Zweitens greift Angela Merkel ungewöhnlich aktiv in den Wahlkampf ein. Anders als anfangs von ihr angekündigt, hält sich die Bundeskanzlerin nicht heraus, sondern unterstützt Armin Laschet mit einer bemerkenswerten Schlussoffensive.

Merkel tritt in der letzten Woche mit Laschet in Stralsund auf, dann mit Laschet und Söder in München und schließlich sogar noch in seinem Heimatort Aachen. Die Kanzlerin warnt bei den Auftritten lautstark vor einer Koalition aus SPD, Grünen und Linken nach der Wahl.
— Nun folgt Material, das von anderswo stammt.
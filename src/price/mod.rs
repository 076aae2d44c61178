//! Price resolution.
//!
//! Each provider has its own protocol (see the submodules). Every protocol
//! ends in a zero-cost or default-fee quote when nothing can be discovered;
//! the only error allowed to abort one is [`PricingError::ConfigInconsistency`],
//! which is converted to the provider's terminal fallback right here.

mod drop;
mod extension;
mod self_deploy;

use std::sync::Arc;

use ethers::abi::Token;
use ethers::types::{Address, U256};
use tracing::{debug, info, instrument, warn};

use crate::error::PricingError;
use crate::evm::gateway::{single_uint, CallGateway, CallRequest, CallResult};
use crate::registry::{abi, ProviderConfigRegistry};
use crate::types::{ClaimAttachment, ContractClassification, Erc20Detail, MintRequestParams, PriceQuote, ProviderTag};

/// Outcome of a pricing protocol, before it is merged into the classification
struct Priced {
    quote: PriceQuote,
    claim: Option<ClaimAttachment>,
}

impl Priced {
    fn quote(quote: PriceQuote) -> Self {
        Self { quote, claim: None }
    }

    fn with_claim(quote: PriceQuote, claim: ClaimAttachment) -> Self {
        Self {
            quote,
            claim: Some(claim),
        }
    }
}

#[derive(Clone)]
pub struct PriceResolver {
    gateway: CallGateway,
    registry: Arc<ProviderConfigRegistry>,
}

impl PriceResolver {
    pub fn new(gateway: CallGateway, registry: Arc<ProviderConfigRegistry>) -> Self {
        Self { gateway, registry }
    }

    /// Price a mint for an already classified contract. Returns the quote
    /// and the classification updated with any discovered claim data.
    #[instrument(
        skip(self, classification, params),
        fields(contract = ?classification.contract_address, provider = %classification.provider)
    )]
    pub async fn resolve(
        &self,
        classification: ContractClassification,
        params: &MintRequestParams,
    ) -> (PriceQuote, ContractClassification) {
        let outcome = match classification.provider {
            ProviderTag::ExtensionClaim => self.extension_claim(&classification, params).await,
            ProviderTag::SelfDeploy => self.self_deploy(&classification, params).await,
            ProviderTag::DropClaim if classification.is_erc1155 => self.drop_erc1155(&classification, params).await,
            ProviderTag::DropClaim => self.drop_erc721(&classification, params).await,
            ProviderTag::Unclassified => self.unclassified(&classification, params).await,
        };

        let priced = match outcome {
            Ok(priced) => priced,
            Err(e) => {
                warn!("Pricing {:?} aborted: {}", classification.contract_address, e);
                Priced::quote(self.terminal_fallback(classification.provider, params, e.to_string()))
            }
        };

        info!(
            "Quote for {:?}: unit {} total {} erc20 {:?}",
            classification.contract_address,
            priced.quote.unit_price,
            priced.quote.total_cost,
            priced.quote.erc20.as_ref().map(|d| d.address)
        );

        let classification = match priced.claim {
            Some(claim) => classification.with_claim(claim),
            None => classification,
        };
        (priced.quote, classification)
    }

    fn terminal_fallback(&self, provider: ProviderTag, params: &MintRequestParams, reason: String) -> PriceQuote {
        let config = self.registry.config();
        match provider {
            ProviderTag::ExtensionClaim => PriceQuote::fallback(config.default_extension_fee, reason),
            ProviderTag::SelfDeploy => self_deploy::default_quote(config, params.quantity(), reason),
            ProviderTag::DropClaim | ProviderTag::Unclassified => PriceQuote::fallback(U256::zero(), reason),
        }
    }

    /// ERC20 leg of a quote. Symbol, decimals, allowance and balance are
    /// fetched concurrently; allowance and balance only when `owner` is known.
    /// Decimals outside a byte are a configuration inconsistency.
    async fn erc20_detail(
        &self,
        token: Address,
        spender: Address,
        owner: Option<Address>,
        cost: U256,
    ) -> Result<Erc20Detail, PricingError> {
        let mut requests = vec![
            CallRequest::new(token, abi::ERC20_SYMBOL, vec![]),
            CallRequest::new(token, abi::ERC20_DECIMALS, vec![]),
        ];
        if let Some(owner) = owner {
            requests.push(CallRequest::new(
                token,
                abi::ERC20_ALLOWANCE,
                vec![Token::Address(owner), Token::Address(spender)],
            ));
            requests.push(CallRequest::new(token, abi::ERC20_BALANCE_OF, vec![Token::Address(owner)]));
        }
        let mut results = self.gateway.execute_batch(requests).await.into_iter();
        let symbol = results.next();
        let decimals = batch_uint(results.next());
        let allowance = owner_amount(token, abi::ERC20_ALLOWANCE, results.next());
        let balance = owner_amount(token, abi::ERC20_BALANCE_OF, results.next());

        let decimals = match decimals {
            Ok(value) if value > U256::from(u8::MAX) => {
                return Err(PricingError::ConfigInconsistency(format!(
                    "decimals {} of {:?} outside 0..=255",
                    value, token
                )))
            }
            Ok(value) => value.low_u32() as u8,
            Err(e) => {
                debug!("decimals() on {:?} failed: {}", token, e);
                self.registry.config().default_erc20_decimals
            }
        };

        let symbol = symbol
            .and_then(Result::ok)
            .and_then(|tokens| tokens.into_iter().next())
            .and_then(Token::into_string)
            .unwrap_or_default();

        Ok(Erc20Detail {
            address: token,
            symbol,
            decimals,
            allowance,
            balance,
            cost,
        })
    }
}

/// Single unsigned integer out of one slot of an `execute_batch` reply
fn batch_uint(result: Option<CallResult>) -> Result<U256, PricingError> {
    let tokens = result.ok_or_else(|| PricingError::shape("missing batch result"))??;
    single_uint(&tokens)
}

/// Allowance or balance; zero when not requested or unreadable
fn owner_amount(token: Address, fragment: &str, result: Option<CallResult>) -> U256 {
    if result.is_none() {
        return U256::zero();
    }
    batch_uint(result).unwrap_or_else(|e| {
        debug!("{} on {:?} failed: {}", fragment, token, e);
        U256::zero()
    })
}

#[cfg(test)]
pub(crate) mod tests {
    use super::*;
    use crate::error::CallFailure;
    use crate::evm::mock::MockChain;
    use crate::registry::RegistryConfig;

    pub(crate) fn addr(n: u64) -> Address {
        Address::from_low_u64_be(n)
    }

    pub(crate) fn uint(n: u64) -> Token {
        Token::Uint(U256::from(n))
    }

    pub(crate) fn resolver(chain: MockChain, config: RegistryConfig) -> (PriceResolver, Arc<MockChain>) {
        let chain = Arc::new(chain);
        let resolver = PriceResolver::new(
            CallGateway::new(chain.clone()),
            Arc::new(ProviderConfigRegistry::new(config)),
        );
        (resolver, chain)
    }

    pub(crate) fn erc20(chain: MockChain, token: Address, decimals: u64) -> MockChain {
        chain
            .respond(token, abi::ERC20_SYMBOL, vec![Token::String("USDC".into())])
            .respond(token, abi::ERC20_DECIMALS, vec![uint(decimals)])
            .respond(token, abi::ERC20_ALLOWANCE, vec![uint(50)])
            .respond(token, abi::ERC20_BALANCE_OF, vec![uint(1_000)])
    }

    #[tokio::test]
    async fn test_erc20_detail_with_owner() {
        let (resolver, _) = resolver(erc20(MockChain::new(), addr(9), 6), RegistryConfig::default());
        let detail = resolver
            .erc20_detail(addr(9), addr(2), Some(addr(3)), U256::from(100))
            .await
            .unwrap();

        assert_eq!(detail.symbol, "USDC");
        assert_eq!(detail.decimals, 6);
        assert_eq!(detail.allowance, U256::from(50));
        assert_eq!(detail.balance, U256::from(1_000));
        assert!(detail.needs_approval(detail.cost));
    }

    #[tokio::test]
    async fn test_erc20_detail_without_owner_skips_holdings() {
        let (resolver, chain) = resolver(erc20(MockChain::new(), addr(9), 6), RegistryConfig::default());
        let detail = resolver.erc20_detail(addr(9), addr(2), None, U256::from(100)).await.unwrap();

        assert!(detail.allowance.is_zero());
        assert!(detail.balance.is_zero());
        assert!(!chain.was_called(addr(9), abi::ERC20_ALLOWANCE));
        assert!(!chain.was_called(addr(9), abi::ERC20_BALANCE_OF));
    }

    #[tokio::test]
    async fn test_erc20_detail_defaults_on_failure() {
        let (resolver, _) = resolver(MockChain::new(), RegistryConfig::default());
        let detail = resolver
            .erc20_detail(addr(9), addr(2), Some(addr(3)), U256::one())
            .await
            .unwrap();

        assert_eq!(detail.symbol, "");
        assert_eq!(detail.decimals, 18);
        assert!(detail.allowance.is_zero() && detail.balance.is_zero());
    }

    #[tokio::test]
    async fn test_erc20_decimals_out_of_range() {
        let (resolver, _) = resolver(erc20(MockChain::new(), addr(9), 256), RegistryConfig::default());
        let result = resolver.erc20_detail(addr(9), addr(2), None, U256::one()).await;

        assert!(result.unwrap_err().is_config_inconsistency());
    }

    #[tokio::test]
    async fn test_decimals_at_upper_bound() {
        let (resolver, _) = resolver(erc20(MockChain::new(), addr(9), 255), RegistryConfig::default());
        let detail = resolver.erc20_detail(addr(9), addr(2), None, U256::one()).await.unwrap();

        assert_eq!(detail.decimals, 255);
    }

    #[test]
    fn test_batch_slots() {
        assert_eq!(batch_uint(Some(Ok(vec![uint(6)]))).unwrap(), U256::from(6));
        assert!(batch_uint(None).is_err());
        assert!(batch_uint(Some(Err(CallFailure::Timeout))).is_err());

        assert!(owner_amount(addr(9), abi::ERC20_BALANCE_OF, None).is_zero());
        assert!(owner_amount(addr(9), abi::ERC20_BALANCE_OF, Some(Ok(vec![Token::Bool(true)]))).is_zero());
        assert_eq!(owner_amount(addr(9), abi::ERC20_BALANCE_OF, Some(Ok(vec![uint(3)]))), U256::from(3));
    }
}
Angela Merkel: "Wer schafft denn die Arbeitsplätze?"

Merkel kritisiert die Pläne, die Reichen-, Vermögens-, Unternehmens-, Erbschafts- und Einkommenssteuer zu erhöhen. Dies bedrohe letztlich Arbeitsplätze. "Wer schafft denn die Arbeitsplätze? Doch nicht der Staat." Verblüffend kämpferisch wird die Kanzlerin bei den Wählern darum, "dass Sie alles dazu beitragen, Deutschlands Wohlstand auch für die nächsten Jahre zu sichern" und die Sicherheit des Landes zu festigen. Laschet sei "derjenige, der das kann". Laschet ist damit im Finale das Kunststück gelungen, endlich die CSU an seine Seite zu bringen (seit dem Parteitag vor zwei Wochen dreht sich in Bayern die Stimmung) und auch das Merkel-Lager für sich zu mobilisieren. Das könnte unter den Kernwählern der CDU für die bislang fehlende Mobilisierung sorgen.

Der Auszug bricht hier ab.